Stabilize "consumer-cloudelastic" Search Update Pipeline job
Closed, ResolvedPublic

Description

Today, we noticed that the flink-app-consumer-cloudelastic taskmanagers were down for about 16 hours. The flink jobmanager marked the job as FAILED, but the flink kubernetes operator did not try to start a new job.

Creating this ticket to stabilize the service. Possible solutions include (but are not limited to):

  • Set the kubernetes.operator.job.restart flink-operator helm chart configuration value, as described in the Flink docs
  • Allocate more RAM to consumer-cloudelastic taskManagers

Event Timeline

Change #1017115 had a related patch set uploaded (by Ryan Kemper; author: Bking):

[operations/deployment-charts@master] flink-kubernetes-operator: restart failed jobs

https://gerrit.wikimedia.org/r/1017115

bking changed the task status from Open to In Progress.Apr 4 2024, 8:19 PM
bking claimed this task.
bking triaged this task as Medium priority.
bking updated Other Assignee, added: RKemper.
bking renamed this task from Enable flink-operator's "restart jobs" feature to Stabilize "consumer-cloudelastic" Search Update Pipeline job.Apr 5 2024, 2:29 PM
bking updated the task description. (Show Details)

Change #1017296 had a related patch set uploaded (by Bking; author: Bking):

[operations/deployment-charts@master] cirrus-streaming-updater: Increase taskManager memory for cloudelastic job

https://gerrit.wikimedia.org/r/1017296

Change #1017296 merged by jenkins-bot:

[operations/deployment-charts@master] cirrus-streaming-updater: Increase taskManager memory for cloudelastic job

https://gerrit.wikimedia.org/r/1017296

The consumer seems generally stable. It involved changes to both the application for better error handling, and an increase in the taskmanager memory above. The pods had been running for a week uninterrupted until we brought them down yesterday to verify some new alerting.
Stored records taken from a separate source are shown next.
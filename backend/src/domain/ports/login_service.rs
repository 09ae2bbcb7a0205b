//! Driving port for login/authentication use-cases.
//!
//! Inbound adapters call this port to authenticate credentials without
//! knowing the backing infrastructure, which keeps HTTP handler tests
//! deterministic: they substitute a test double instead of wiring
//! persistence.

use async_trait::async_trait;

use crate::domain::{DomainError, LoginCredentials, User};

/// Domain use-case port for authentication.
#[async_trait]
pub trait LoginService: Send + Sync {
    /// Validate credentials and return the authenticated operator.
    async fn authenticate(&self, credentials: &LoginCredentials) -> Result<User, DomainError>;
}

/// In-memory authenticator for tests and local development.
///
/// `admin` / `password` authenticates successfully and produces a fixed
/// operator; everything else is rejected.
#[derive(Debug, Default, Clone, Copy)]
pub struct FixtureLoginService;

/// Operator id produced by [`FixtureLoginService`].
pub const FIXTURE_OPERATOR_ID: &str = "123e4567-e89b-12d3-a456-426614174000";

#[async_trait]
impl LoginService for FixtureLoginService {
    async fn authenticate(&self, credentials: &LoginCredentials) -> Result<User, DomainError> {
        if credentials.username() == "admin" && credentials.password() == "password" {
            User::try_from_strings(FIXTURE_OPERATOR_ID, "Administrator")
                .map_err(|err| DomainError::internal(format!("invalid fixture operator: {err}")))
        } else {
            Err(DomainError::unauthorized("invalid credentials"))
        }
    }
}

#[cfg(test)]
mod tests {
    //! Regression coverage for this module.
    use super::*;
    use crate::domain::ErrorCode;
    use rstest::rstest;

    #[rstest]
    #[case("admin", "password", true)]
    #[case("admin", "wrong", false)]
    #[case("other", "password", false)]
    #[tokio::test]
    async fn fixture_login_service_accepts_only_the_fixture_pair(
        #[case] username: &str,
        #[case] password: &str,
        #[case] should_succeed: bool,
    ) {
        let service = FixtureLoginService;
        let creds =
            LoginCredentials::try_from_parts(username, password).expect("credentials shape");
        let result = service.authenticate(&creds).await;
        match (should_succeed, result) {
            (true, Ok(user)) => assert_eq!(user.id().as_ref(), FIXTURE_OPERATOR_ID),
            (false, Err(err)) => assert_eq!(err.code(), ErrorCode::Unauthorized),
            (true, Err(err)) => panic!("expected success, got error: {err:?}"),
            (false, Ok(user)) => panic!("expected failure, got success: {user:?}"),
        }
    }
}
//! Port for bookable service persistence, generic over the service kind.
//!
//! One trait covers all seven service tables. Adapters own the transaction:
//! every mutation applies the row change and feeds the monetary delta into
//! the parent reservation's aggregate before committing.

use async_trait::async_trait;
use uuid::Uuid;

use crate::domain::bookings::{BookingRecord, BookingResource};
use crate::domain::UserId;

use super::StorageError;

/// Port for writing and reading bookable service rows of kind `K`.
#[async_trait]
pub trait BookingRepository<K: BookingResource>: Send + Sync {
    /// Insert a service row under `reservation_id`.
    async fn create(
        &self,
        reservation_id: Uuid,
        actor: &UserId,
        new: &K::New,
    ) -> Result<K::Record, StorageError>;

    /// Find a service row by id.
    async fn find(&self, id: Uuid) -> Result<Option<K::Record>, StorageError>;

    /// List a reservation's service rows of this kind in creation order.
    async fn list_for_reservation(
        &self,
        reservation_id: Uuid,
    ) -> Result<Vec<K::Record>, StorageError>;

    /// Apply validated changes and stamp `actor` into the audit fields.
    async fn update(
        &self,
        id: Uuid,
        actor: &UserId,
        changes: &K::Changes,
    ) -> Result<K::Record, StorageError>;

    /// Delete a service row, reversing its contribution to the aggregate.
    async fn remove(&self, id: Uuid, actor: &UserId) -> Result<Uuid, StorageError>;
}

/// Fixture implementation backed by at most one preset row.
#[derive(Debug, Clone)]
pub struct FixtureBookingRepository<K: BookingResource> {
    record: Option<K::Record>,
}

impl<K: BookingResource> FixtureBookingRepository<K> {
    /// Fixture that serves `record` from every read and write.
    pub fn with_record(record: K::Record) -> Self {
        Self {
            record: Some(record),
        }
    }
}

impl<K: BookingResource> Default for FixtureBookingRepository<K> {
    fn default() -> Self {
        Self { record: None }
    }
}

#[async_trait]
impl<K: BookingResource> BookingRepository<K> for FixtureBookingRepository<K> {
    async fn create(
        &self,
        _reservation_id: Uuid,
        _actor: &UserId,
        _new: &K::New,
    ) -> Result<K::Record, StorageError> {
        self.record
            .clone()
            .ok_or_else(|| StorageError::query(format!("fixture has no preset {}", K::KIND)))
    }

    async fn find(&self, id: Uuid) -> Result<Option<K::Record>, StorageError> {
        Ok(self.record.clone().filter(|record| record.id() == id))
    }

    async fn list_for_reservation(
        &self,
        reservation_id: Uuid,
    ) -> Result<Vec<K::Record>, StorageError> {
        Ok(self
            .record
            .clone()
            .filter(|record| record.reservation_id() == reservation_id)
            .into_iter()
            .collect())
    }

    async fn update(
        &self,
        id: Uuid,
        _actor: &UserId,
        _changes: &K::Changes,
    ) -> Result<K::Record, StorageError> {
        self.record
            .clone()
            .filter(|record| record.id() == id)
            .ok_or_else(|| StorageError::not_found(K::KIND))
    }

    async fn remove(&self, id: Uuid, _actor: &UserId) -> Result<Uuid, StorageError> {
        Ok(id)
    }
}
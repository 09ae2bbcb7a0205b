//! Shared HTTP adapter state.
//!
//! Handlers accept this state via `actix_web::web::Data`, so they only
//! depend on domain services and stay testable without I/O: tests build the
//! same state over fixture ports instead of wiring persistence.

use std::sync::Arc;

use mockable::Clock;

use crate::domain::bookings::car_rental::CarRental;
use crate::domain::bookings::cruise::Cruise;
use crate::domain::bookings::excursion::Excursion;
use crate::domain::bookings::flight::Flight;
use crate::domain::bookings::hotel::Hotel;
use crate::domain::bookings::medical_assist::MedicalAssist;
use crate::domain::bookings::transfer::Transfer;
use crate::domain::ports::{BookingRepository, LoginService, PaxRepository, ReservationRepository};
use crate::domain::{BookingService, PaxService, ReservationService};

/// Parameter object bundling every port implementation the HTTP surface
/// needs.
#[derive(Clone)]
pub struct HttpStatePorts {
    /// Authentication port behind `POST /login`.
    pub login: Arc<dyn LoginService>,
    /// Reservation persistence.
    pub reservations: Arc<dyn ReservationRepository>,
    /// Passenger persistence.
    pub pax: Arc<dyn PaxRepository>,
    /// Hotel stay persistence.
    pub hotels: Arc<dyn BookingRepository<Hotel>>,
    /// Flight persistence.
    pub flights: Arc<dyn BookingRepository<Flight>>,
    /// Cruise persistence.
    pub cruises: Arc<dyn BookingRepository<Cruise>>,
    /// Ground transfer persistence.
    pub transfers: Arc<dyn BookingRepository<Transfer>>,
    /// Excursion persistence.
    pub excursions: Arc<dyn BookingRepository<Excursion>>,
    /// Medical assistance persistence.
    pub medical_assists: Arc<dyn BookingRepository<MedicalAssist>>,
    /// Car rental persistence.
    pub car_rentals: Arc<dyn BookingRepository<CarRental>>,
    /// Wall clock injected into the date policies.
    pub clock: Arc<dyn Clock>,
}

/// Dependency bundle for HTTP handlers.
#[derive(Clone)]
pub struct HttpState {
    /// Authentication port behind `POST /login`.
    pub login: Arc<dyn LoginService>,
    /// Reservation use-cases.
    pub reservations: ReservationService,
    /// Passenger use-cases.
    pub pax: PaxService,
    /// Hotel stay use-cases.
    pub hotels: BookingService<Hotel>,
    /// Flight use-cases.
    pub flights: BookingService<Flight>,
    /// Cruise use-cases.
    pub cruises: BookingService<Cruise>,
    /// Ground transfer use-cases.
    pub transfers: BookingService<Transfer>,
    /// Excursion use-cases.
    pub excursions: BookingService<Excursion>,
    /// Medical assistance use-cases.
    pub medical_assists: BookingService<MedicalAssist>,
    /// Car rental use-cases.
    pub car_rentals: BookingService<CarRental>,
}

impl HttpState {
    /// Construct the handler state by wiring services over `ports`.
    pub fn new(ports: HttpStatePorts) -> Self {
        let HttpStatePorts {
            login,
            reservations,
            pax,
            hotels,
            flights,
            cruises,
            transfers,
            excursions,
            medical_assists,
            car_rentals,
            clock,
        } = ports;

        Self {
            login,
            reservations: ReservationService::new(Arc::clone(&reservations)),
            pax: PaxService::new(pax, Arc::clone(&reservations)),
            hotels: BookingService::new(hotels, Arc::clone(&reservations), Arc::clone(&clock)),
            flights: BookingService::new(flights, Arc::clone(&reservations), Arc::clone(&clock)),
            cruises: BookingService::new(cruises, Arc::clone(&reservations), Arc::clone(&clock)),
            transfers: BookingService::new(
                transfers,
                Arc::clone(&reservations),
                Arc::clone(&clock),
            ),
            excursions: BookingService::new(
                excursions,
                Arc::clone(&reservations),
                Arc::clone(&clock),
            ),
            medical_assists: BookingService::new(
                medical_assists,
                Arc::clone(&reservations),
                Arc::clone(&clock),
            ),
            car_rentals: BookingService::new(car_rentals, reservations, clock),
        }
    }
}

impl From<HttpStatePorts> for HttpState {
    fn from(ports: HttpStatePorts) -> Self {
        Self::new(ports)
    }
}
//! Tests for the passenger service.

use std::sync::Arc;

use chrono::Utc;
use rust_decimal::Decimal;
use uuid::Uuid;

use super::*;
use crate::domain::ports::{MockPaxRepository, MockReservationRepository};
use crate::domain::{ErrorCode, Reservation, ReservationStatus};

fn reservation(owner: &UserId) -> Reservation {
    let now = Utc::now();
    Reservation {
        id: Uuid::new_v4(),
        reference_code: "WF-2026-0042".to_owned(),
        owner_id: *owner.as_uuid(),
        status: ReservationStatus::Draft,
        total_price: Decimal::ZERO,
        amount_paid: Decimal::ZERO,
        notes: None,
        created_by: *owner.as_uuid(),
        updated_by: *owner.as_uuid(),
        created_at: now,
        updated_at: now,
    }
}

fn pax(reservation_id: Uuid) -> Pax {
    let now = Utc::now();
    let actor = Uuid::new_v4();
    Pax {
        id: Uuid::new_v4(),
        reservation_id,
        first_name: "Ada".to_owned(),
        last_name: "Lovelace".to_owned(),
        date_of_birth: None,
        dni_number: Some("12345678Z".to_owned()),
        dni_expiration: None,
        passport_number: None,
        passport_expiration: None,
        created_by: actor,
        updated_by: actor,
        created_at: now,
        updated_at: now,
    }
}

fn valid_payload() -> PaxPayload {
    PaxPayload {
        first_name: Some("Ada".to_owned()),
        last_name: Some("Lovelace".to_owned()),
        dni_number: Some("12345678Z".to_owned()),
        ..PaxPayload::default()
    }
}

#[tokio::test]
async fn create_rejects_an_undocumented_passenger_before_touching_storage() {
    let mut pax_repo = MockPaxRepository::new();
    pax_repo.expect_create().times(0);
    let mut reservations = MockReservationRepository::new();
    reservations.expect_find().times(0);

    let service = PaxService::new(Arc::new(pax_repo), Arc::new(reservations));
    let error = service
        .create(
            &UserId::random(),
            Uuid::new_v4(),
            &PaxPayload {
                dni_number: None,
                ..valid_payload()
            },
        )
        .await
        .expect_err("undocumented passenger");

    assert_eq!(error.code(), ErrorCode::InvalidRequest);
}

#[tokio::test]
async fn create_requires_an_owned_parent() {
    let owner = UserId::random();
    let parent = reservation(&owner);
    let parent_id = parent.id;

    let mut pax_repo = MockPaxRepository::new();
    pax_repo.expect_create().times(0);
    let mut reservations = MockReservationRepository::new();
    reservations
        .expect_find()
        .times(1)
        .return_once(move |_| Ok(Some(parent)));

    let service = PaxService::new(Arc::new(pax_repo), Arc::new(reservations));
    let error = service
        .create(&UserId::random(), parent_id, &valid_payload())
        .await
        .expect_err("foreign parent");

    assert_eq!(error.code(), ErrorCode::Forbidden);
}

#[tokio::test]
async fn create_persists_under_an_owned_parent() {
    let actor = UserId::random();
    let parent = reservation(&actor);
    let parent_id = parent.id;
    let persisted = pax(parent_id);
    let returned = persisted.clone();

    let mut pax_repo = MockPaxRepository::new();
    pax_repo
        .expect_create()
        .times(1)
        .return_once(move |_, _, _| Ok(returned));
    let mut reservations = MockReservationRepository::new();
    reservations
        .expect_find()
        .times(1)
        .return_once(move |_| Ok(Some(parent)));

    let service = PaxService::new(Arc::new(pax_repo), Arc::new(reservations));
    let created = service
        .create(&actor, parent_id, &valid_payload())
        .await
        .expect("create succeeds");

    assert_eq!(created, persisted);
}

#[tokio::test]
async fn get_reports_not_found_when_the_row_is_missing() {
    let mut pax_repo = MockPaxRepository::new();
    pax_repo.expect_find().times(1).return_once(|_| Ok(None));
    let reservations = MockReservationRepository::new();

    let service = PaxService::new(Arc::new(pax_repo), Arc::new(reservations));
    let error = service
        .get(&UserId::random(), Uuid::new_v4())
        .await
        .expect_err("missing row");

    assert_eq!(error.code(), ErrorCode::NotFound);
}

#[tokio::test]
async fn update_still_enforces_document_pairing() {
    let mut pax_repo = MockPaxRepository::new();
    pax_repo.expect_find().times(0);
    pax_repo.expect_update().times(0);
    let reservations = MockReservationRepository::new();

    let service = PaxService::new(Arc::new(pax_repo), Arc::new(reservations));
    let error = service
        .update(
            &UserId::random(),
            Uuid::new_v4(),
            &PaxPayload {
                passport_expiration: Some("2031-05-01".to_owned()),
                ..PaxPayload::default()
            },
        )
        .await
        .expect_err("expiration without number");

    assert_eq!(error.code(), ErrorCode::InvalidRequest);
}

#[tokio::test]
async fn remove_authorizes_the_parent_then_deletes() {
    let actor = UserId::random();
    let parent = reservation(&actor);
    let current = pax(parent.id);
    let id = current.id;

    let mut pax_repo = MockPaxRepository::new();
    pax_repo
        .expect_find()
        .times(1)
        .return_once(move |_| Ok(Some(current)));
    pax_repo
        .expect_remove()
        .times(1)
        .return_once(move |id, _| Ok(id));
    let mut reservations = MockReservationRepository::new();
    reservations
        .expect_find()
        .times(1)
        .return_once(move |_| Ok(Some(parent)));

    let service = PaxService::new(Arc::new(pax_repo), Arc::new(reservations));
    let removed = service.remove(&actor, id).await.expect("remove succeeds");

    assert_eq!(removed, id);
}
//! Helper macro for declaring port error enums with snake_case constructors.

macro_rules! define_port_error {
    (@ctor $variant:ident) => {
        ::paste::paste! {
            pub fn [<$variant:snake>]() -> Self {
                Self::$variant
            }
        }
    };

    (@ctor $variant:ident { $($field:ident : $ty:ty),* $(,)? }) => {
        define_port_error!(@ctor_impl $variant () () $( $field : $ty, )*);
    };

    (@ctor_impl $variant:ident ($($params:tt)*) ($($inits:tt)*) ) => {
        ::paste::paste! {
            pub fn [<$variant:snake>]($($params)*) -> Self {
                Self::$variant { $($inits)* }
            }
        }
    };

    (@ctor_impl $variant:ident ($($params:tt)*) ($($inits:tt)*) $field:ident : $ty:ty, $($rest:tt)*) => {
        define_port_error!(
            @ctor_impl
            $variant
            ($($params)* $field: impl Into<$ty>,)
            ($($inits)* $field: $field.into(),)
            $($rest)*
        );
    };
    (
        $(#[$outer:meta])*
        pub enum $name:ident {
            $(
                $(#[$variant_meta:meta])*
                $variant:ident $( { $($field:ident : $ty:ty),* $(,)? } )? => $message:expr
            ),* $(,)?
        }
    ) => {
        $(#[$outer])*
        #[derive(Debug, Clone, PartialEq, Eq, thiserror::Error)]
        pub enum $name {
            $(
                $(#[$variant_meta])*
                #[error($message)]
                $variant $( { $($field : $ty),* } )?,
            )*
        }

        impl $name {
            $(
                define_port_error!(@ctor $variant $( { $($field : $ty),* } )?);
            )*
        }
    };
}

pub(crate) use define_port_error;

#[cfg(test)]
mod tests {
    //! Regression coverage for this module.
    define_port_error! {
        pub enum ExamplePortError {
            RowMissing { entity: String } => "{entity} not found",
            RowLimit { count: u32 } => "row limit exceeded: {count}",
            Rejected { entity: String, count: u32 } => "{entity} rejected ({count})",
        }
    }

    #[test]
    fn constructors_accept_str_for_string_fields() {
        let err = ExamplePortError::row_missing("reservation");
        assert_eq!(err.to_string(), "reservation not found");
    }

    #[test]
    fn constructors_preserve_non_string_types() {
        let err = ExamplePortError::row_limit(64_u32);
        assert_eq!(err.to_string(), "row limit exceeded: 64");
    }

    #[test]
    fn constructors_support_mixed_fields() {
        let err = ExamplePortError::rejected("hotel", 3_u32);
        assert_eq!(err.to_string(), "hotel rejected (3)");
    }
}
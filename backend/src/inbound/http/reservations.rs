//! Reservation HTTP handlers.
//!
//! ```text
//! POST   /api/v1/reservations
//! GET    /api/v1/reservations
//! GET    /api/v1/reservations/{id}
//! PATCH  /api/v1/reservations/{id}
//! DELETE /api/v1/reservations/{id}
//! ```

use actix_web::{delete, get, patch, post, web};
use serde::{Deserialize, Serialize};
use utoipa::ToSchema;

use crate::domain::{Reservation, ReservationPatch, ReservationPayload, ReservationWithTotals};
use crate::inbound::http::session::SessionContext;
use crate::inbound::http::state::HttpState;
use crate::inbound::http::validation::{parse_uuid, FieldName};
use crate::inbound::http::{ApiResult, DeletedResponse};

const ID_FIELD: FieldName = FieldName::new("id");

/// Request body for creating a reservation.
#[derive(Debug, Default, Deserialize, Serialize, ToSchema)]
#[serde(rename_all = "camelCase")]
pub struct CreateReservationRequestBody {
    /// Human-facing unique reference code.
    pub reference_code: Option<String>,
    /// Free-form operator notes.
    pub notes: Option<String>,
}

impl From<CreateReservationRequestBody> for ReservationPayload {
    fn from(body: CreateReservationRequestBody) -> Self {
        Self {
            reference_code: body.reference_code,
            notes: body.notes,
        }
    }
}

/// Request body for patching a reservation.
#[derive(Debug, Default, Deserialize, Serialize, ToSchema)]
#[serde(rename_all = "camelCase")]
pub struct UpdateReservationRequestBody {
    /// New lifecycle status.
    pub status: Option<String>,
    /// New operator notes.
    pub notes: Option<String>,
}

impl From<UpdateReservationRequestBody> for ReservationPatch {
    fn from(body: UpdateReservationRequestBody) -> Self {
        Self {
            status: body.status,
            notes: body.notes,
        }
    }
}

/// Create a draft reservation owned by the authenticated operator.
#[utoipa::path(
    post,
    path = "/api/v1/reservations",
    request_body = CreateReservationRequestBody,
    responses(
        (status = 200, description = "Reservation created", body = Reservation),
        (status = 400, description = "Invalid request", body = crate::domain::DomainError),
        (status = 401, description = "Unauthorized", body = crate::domain::DomainError),
        (status = 409, description = "Duplicate reference code", body = crate::domain::DomainError)
    ),
    tags = ["reservations"],
    operation_id = "createReservation",
    security(("SessionCookie" = []))
)]
#[post("/reservations")]
pub async fn create_reservation(
    state: web::Data<HttpState>,
    session: SessionContext,
    payload: web::Json<CreateReservationRequestBody>,
) -> ApiResult<web::Json<Reservation>> {
    let actor = session.require_user_id()?;
    let created = state
        .reservations
        .create(&actor, &payload.into_inner().into())
        .await?;
    Ok(web::Json(created))
}

/// List the authenticated operator's reservations, newest first.
#[utoipa::path(
    get,
    path = "/api/v1/reservations",
    responses(
        (status = 200, description = "Reservations", body = [Reservation]),
        (status = 401, description = "Unauthorized", body = crate::domain::DomainError)
    ),
    tags = ["reservations"],
    operation_id = "listReservations",
    security(("SessionCookie" = []))
)]
#[get("/reservations")]
pub async fn list_reservations(
    state: web::Data<HttpState>,
    session: SessionContext,
) -> ApiResult<web::Json<Vec<Reservation>>> {
    let actor = session.require_user_id()?;
    Ok(web::Json(state.reservations.list(&actor).await?))
}

/// Fetch one reservation with its per-currency totals.
#[utoipa::path(
    get,
    path = "/api/v1/reservations/{id}",
    params(("id" = String, Path, description = "Reservation id")),
    responses(
        (status = 200, description = "Reservation", body = ReservationWithTotals),
        (status = 401, description = "Unauthorized", body = crate::domain::DomainError),
        (status = 403, description = "Owned by another operator", body = crate::domain::DomainError),
        (status = 404, description = "Not found", body = crate::domain::DomainError)
    ),
    tags = ["reservations"],
    operation_id = "getReservation",
    security(("SessionCookie" = []))
)]
#[get("/reservations/{id}")]
pub async fn get_reservation(
    state: web::Data<HttpState>,
    session: SessionContext,
    path: web::Path<String>,
) -> ApiResult<web::Json<ReservationWithTotals>> {
    let actor = session.require_user_id()?;
    let id = parse_uuid(&path.into_inner(), ID_FIELD)?;
    Ok(web::Json(state.reservations.get(&actor, id).await?))
}

/// Patch a reservation's status and notes.
#[utoipa::path(
    patch,
    path = "/api/v1/reservations/{id}",
    params(("id" = String, Path, description = "Reservation id")),
    request_body = UpdateReservationRequestBody,
    responses(
        (status = 200, description = "Reservation updated", body = Reservation),
        (status = 400, description = "Invalid request", body = crate::domain::DomainError),
        (status = 401, description = "Unauthorized", body = crate::domain::DomainError),
        (status = 403, description = "Owned by another operator", body = crate::domain::DomainError),
        (status = 404, description = "Not found", body = crate::domain::DomainError)
    ),
    tags = ["reservations"],
    operation_id = "updateReservation",
    security(("SessionCookie" = []))
)]
#[patch("/reservations/{id}")]
pub async fn update_reservation(
    state: web::Data<HttpState>,
    session: SessionContext,
    path: web::Path<String>,
    payload: web::Json<UpdateReservationRequestBody>,
) -> ApiResult<web::Json<Reservation>> {
    let actor = session.require_user_id()?;
    let id = parse_uuid(&path.into_inner(), ID_FIELD)?;
    let updated = state
        .reservations
        .update(&actor, id, &payload.into_inner().into())
        .await?;
    Ok(web::Json(updated))
}

/// Delete a reservation and everything hanging off it.
#[utoipa::path(
    delete,
    path = "/api/v1/reservations/{id}",
    params(("id" = String, Path, description = "Reservation id")),
    responses(
        (status = 200, description = "Reservation deleted", body = DeletedResponse),
        (status = 401, description = "Unauthorized", body = crate::domain::DomainError),
        (status = 403, description = "Owned by another operator", body = crate::domain::DomainError),
        (status = 404, description = "Not found", body = crate::domain::DomainError)
    ),
    tags = ["reservations"],
    operation_id = "deleteReservation",
    security(("SessionCookie" = []))
)]
#[delete("/reservations/{id}")]
pub async fn delete_reservation(
    state: web::Data<HttpState>,
    session: SessionContext,
    path: web::Path<String>,
) -> ApiResult<web::Json<DeletedResponse>> {
    let actor = session.require_user_id()?;
    let id = parse_uuid(&path.into_inner(), ID_FIELD)?;
    let deleted = state.reservations.remove(&actor, id).await?;
    Ok(web::Json(DeletedResponse { id: deleted }))
}

#[cfg(test)]
#[path = "reservations_tests.rs"]
mod tests;
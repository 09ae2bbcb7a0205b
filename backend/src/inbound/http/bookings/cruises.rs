//! Cruise endpoints.

use serde::{Deserialize, Serialize};
use utoipa::ToSchema;

use crate::domain::bookings::cruise::{Cruise, CruisePayload};

use super::{booking_endpoints, MoneyRequestBody};

/// Request body shared by cruise create and update.
#[derive(Debug, Default, Deserialize, Serialize, ToSchema)]
#[serde(rename_all = "camelCase")]
pub struct CruiseRequestBody {
    /// Vessel name.
    pub ship_name: Option<String>,
    /// Port of departure.
    pub departure_port: Option<String>,
    /// Port of arrival.
    pub arrival_port: Option<String>,
    /// Departure instant, RFC 3339.
    pub departs_at: Option<String>,
    /// Arrival instant, RFC 3339.
    pub arrives_at: Option<String>,
    /// Supplier booking reference.
    pub booking_reference: Option<String>,
    /// Monetary fields.
    #[serde(flatten)]
    pub money: MoneyRequestBody,
}

impl From<CruiseRequestBody> for CruisePayload {
    fn from(body: CruiseRequestBody) -> Self {
        Self {
            ship_name: body.ship_name,
            departure_port: body.departure_port,
            arrival_port: body.arrival_port,
            departs_at: body.departs_at,
            arrives_at: body.arrives_at,
            booking_reference: body.booking_reference,
            money: body.money.into(),
        }
    }
}

booking_endpoints!(
    kind: Cruise,
    singular: cruise,
    state: cruises,
    body: CruiseRequestBody,
    noun: "cruise leg",
    tag: "cruises",
    create_route: "/reservations/{id}/cruises",
    item_route: "/cruises/{id}",
    create_path: "/api/v1/reservations/{id}/cruises",
    item_path: "/api/v1/cruises/{id}",
);
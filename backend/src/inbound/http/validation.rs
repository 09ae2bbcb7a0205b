//! Shared validation helpers for inbound HTTP adapters.
//!
//! Path and query values arrive as strings; these helpers parse them into
//! typed identifiers with the same structured error details the domain
//! policies attach, so clients see one envelope shape everywhere.

use serde_json::json;
use uuid::Uuid;

use crate::domain::DomainError;

/// Newtype wrapper for HTTP field names to provide type safety.
#[derive(Debug, Clone, Copy, PartialEq, Eq)]
pub(crate) struct FieldName(&'static str);

impl FieldName {
    pub(crate) const fn new(name: &'static str) -> Self {
        Self(name)
    }

    fn as_str(&self) -> &str {
        self.0
    }
}

pub(crate) fn invalid_uuid_error(field: FieldName, value: &str) -> DomainError {
    let field = field.as_str();
    DomainError::invalid_request(format!("{field} must be a valid UUID")).with_details(json!({
        "field": field,
        "value": value,
        "code": "invalid_uuid",
    }))
}

pub(crate) fn parse_uuid(value: &str, field: FieldName) -> Result<Uuid, DomainError> {
    Uuid::parse_str(value).map_err(|_| invalid_uuid_error(field, value))
}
Change #1017115 abandoned by Bking:

[operations/deployment-charts@master] flink-kubernetes-operator: restart failed jobs

Reason:

Not needed to fix problems detailed in ticket; we can always make a new CR if needed in the future

https://gerrit.wikimedia.org/r/1017115

Per @EBernhardson comment above, I'm doing to resolve the ticket. @dcausse or anyone else, if you think we need to look into this some more, feel free to re-open.